For decades, the US has overwhelmingly relied on foreign aluminum, importing roughly 85 percent of the metal required by its automotive, aerospace, construction, packaging, clean-energy, and defense sectors. Aluminum is used in everything from power lines, solar frames, electric vehicles, and fighter jets. It forms the bulkheads of military aircraft, the armor of tanks, components of missiles, and the infrastructure powering the national grid. The reliance on external supply chains leaves the US particularly vulnerable to disruptions. Century Aluminum CEO Jesse Gary emphasized this point when he warned that America’s aluminum network has become “so thin” that a fire at a single plant could have cascading implications throughout the economy. Charles Goulding and Aaron Rofe of R&D Tax Savers recently interviewed John Budd, CEO of the Oklahoma Department of Commerce, who offered firsthand insight into why Oklahoma is uniquely positioned to host the first new US aluminum smelter in nearly fifty years. Budd described his recent trip to Dubai and Abu Dhabi, where touring EGA’s two main smelting operations was “eye-opening” in understanding how industrial ecosystems develop around modern, energy-efficient smelters. He noted that the Tulsa port of Oklahoma offers similar advantages, including sufficient land for multiple businesses to co-locate and direct access to molten aluminum – a capability that dramatically improves efficiency for downstream manufacturers. Budd emphasized that next-generation smelting technology uses roughly one-third less electricity per ton than facilities built almost fifty years ago, and that Oklahoma’s low-cost, reliable energy makes the economics of the project far more competitive than other US sites. He also explained the logistical advantage of importing bauxite through the port of New Orleans, refining it into alumina, and transporting it by barge directly to Inola, all while sitting at the crossroads of three major interstate corridors. Together, these attributes will allow the new facility to more than double domestic aluminum production -currently only 15 percent of US consumption – while combining EGA’s technological capabilities with Century’s expertise in operating the US aluminum industry, a partnership we see compared to the recent US Steel-Nippon collaboration in terms of industrial synergy and long-term competitiveness.

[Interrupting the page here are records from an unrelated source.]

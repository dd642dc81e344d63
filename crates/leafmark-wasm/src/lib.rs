use serde::{Deserialize, Serialize};
use wasm_bindgen::prelude::*;

#[derive(Deserialize)]
#[serde(rename_all = "camelCase")]
struct RenderRequest {
    profile: Option<String>,
    sanitized: Option<bool>,
}

#[derive(Serialize)]
#[serde(rename_all = "camelCase")]
struct RenderResult {
    html: String,
}

#[wasm_bindgen]
pub fn render_html(source: &str) -> Result<JsValue, JsValue> {
    render_html_with_options(source, JsValue::UNDEFINED)
}

#[wasm_bindgen]
pub fn render_html_with_options(source: &str, options: JsValue) -> Result<JsValue, JsValue> {
    let (render_options, sanitized) = options_from_js(options)?;

    let html = if sanitized {
        leafmark_core::render_sanitized(source, &render_options)
    } else {
        leafmark_core::render(source, &render_options)
    };

    serde_wasm_bindgen::to_value(&RenderResult { html })
        .map_err(|err| JsValue::from_str(&err.to_string()))
}

fn options_from_js(value: JsValue) -> Result<(leafmark_core::RenderOptions, bool), JsValue> {
    if value.is_null() || value.is_undefined() {
        return Ok((leafmark_core::RenderOptions::chat(), false));
    }
    let parsed: RenderRequest =
        serde_wasm_bindgen::from_value(value).map_err(|err| JsValue::from_str(&err.to_string()))?;
    let options = match parsed.profile.as_deref() {
        None | Some("chat") => leafmark_core::RenderOptions::chat(),
        Some("history") => leafmark_core::RenderOptions::history(),
        Some(other) => {
            return Err(JsValue::from_str(&format!("unknown profile: {}", other)));
        }
    };
    Ok((options, parsed.sanitized.unwrap_or(false)))
}
use once_cell::sync::Lazy;
use regex::{Captures, Regex};

use crate::stash::Stash;

/// A pipe-delimited header row, a separator row of dashes/colons, and one or
/// more contiguous body rows.
static TABLE: Lazy<Regex> = Lazy::new(|| {
    Regex::new(r"(\|[^\n]+\|\n)(\|[-:\s|]+\|\n)((?:\|[^\n]+\|\n?)+)").expect("table pattern")
});

static CELL_BOLD: Lazy<Regex> = Lazy::new(|| Regex::new(r"\*\*(.*?)\*\*").expect("bold pattern"));

/// Replaces each Markdown table with a placeholder and parks the finished
/// HTML under it until the generic passes are done.
///
/// Runs before the entity escape, so cell content keeps whatever HTML the
/// backend already embedded; only bold markers and protected line breaks are
/// rewritten inside cells.
pub(crate) fn extract_tables(text: &str, br_token: &str, stash: &mut Stash) -> String {
    TABLE
        .replace_all(text, |caps: &Captures| {
            let html = table_html(&caps[1], &caps[3], br_token);
            stash.store(html)
        })
        .into_owned()
}

fn table_html(header: &str, body: &str, br_token: &str) -> String {
    let mut out = String::from(
        "<div class=\"table-wrapper\" style=\"overflow-x: auto; max-width: 100%; margin: 0.75rem 0;\">",
    );
    out.push_str("<table style=\"min-width: 400px;\">");
    out.push_str("<thead><tr>");
    for cell in split_cells(header) {
        out.push_str("<th>");
        out.push_str(&cell_html(cell, br_token));
        out.push_str("</th>");
    }
    out.push_str("</tr></thead>");
    out.push_str("<tbody>");
    for row in body.trim().split('\n') {
        out.push_str("<tr>");
        for cell in split_cells(row) {
            out.push_str("<td>");
            out.push_str(&cell_html(cell, br_token));
            out.push_str("</td>");
        }
        out.push_str("</tr>");
    }
    out.push_str("</tbody></table>");
    out.push_str("</div>");
    out
}

/// Cells are taken positionally. Blank cells, including the blank edges
/// produced by the leading and trailing pipes, are dropped; column counts
/// are not validated against the header.
fn split_cells(row: &str) -> impl Iterator<Item = &str> {
    row.split('|')
        .map(str::trim)
        .filter(|cell| !cell.is_empty())
}

fn cell_html(cell: &str, br_token: &str) -> String {
    let restored = cell.replace(br_token, "<br>");
    CELL_BOLD
        .replace_all(&restored, "<strong>$1</strong>")
        .into_owned()
}

#[cfg(test)]
mod tests {
    use super::split_cells;

    #[test]
    fn edge_pipes_produce_no_cells() {
        let cells: Vec<&str> = split_cells("| Leaf | Green |").collect();
        assert_eq!(cells, vec!["Leaf", "Green"]);
    }

    #[test]
    fn interior_blank_cells_are_dropped() {
        let cells: Vec<&str> = split_cells("| a |  | b |").collect();
        assert_eq!(cells, vec!["a", "b"]);
    }
}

The new smelter in Oklahoma aims to fundamentally alter that landscape. The facility is expected to produced 750,000 tons of aluminum each year, a figure that would more than double current US primary production and establish the Inola site as the largest aluminum smelter ever built on American soil. The project is projected to create 1,000 permanent positions once operational and an additional 4,000 jobs during construction. Both companies expect the smelter to run for multiple generations, with Century’s CEO noting that large-scale aluminum operations often serve as anchors for industrial clusters that endure for fifty to one hundred years.
The joint venture combines EGA’s world-leading smelting technology with Century’s expertise operating US-based smelters and utilizing domestic supply chains. EGA will hold a 60 percent stake in the project, with Century owning the remaining 40 percent. The facility will use EGA’s latest EX-series smelting system, the most advanced technology of its kind to be deployed in the US. Construction is scheduled to begin in late 2026, with production expected before the end of the decade. Detailed engineering is already in progress, and negotiations are underway with Public Service Company of Oklahoma to secure a competitive long-term power contract.
The question of energy availability has been at the heat of the project for years. Century spent nearly two years evaluating locations across the Ohio and Mississippi river basins and previously favored Kentucky for a proposed US$5 billion smelter. But the scale of the Inola project, and the immense power requirements that come with it, prompted the two companies to merge their efforts. Smelters are among the most energy-intensive industrial facilities in the world. The new plant is expected to consume more than 11 terawatt-hours annually, an amount comparable to power an entire major US city such as Boston or Nashville. Oklahoma offers a rare mix of abundant wind generation, significant natural-gas capacity, and state support for large-scale industrial energy consumers. The state’s energy infrastructure, along with more than US$275 million in incentives, ultimately made Oklahoma the preferred site.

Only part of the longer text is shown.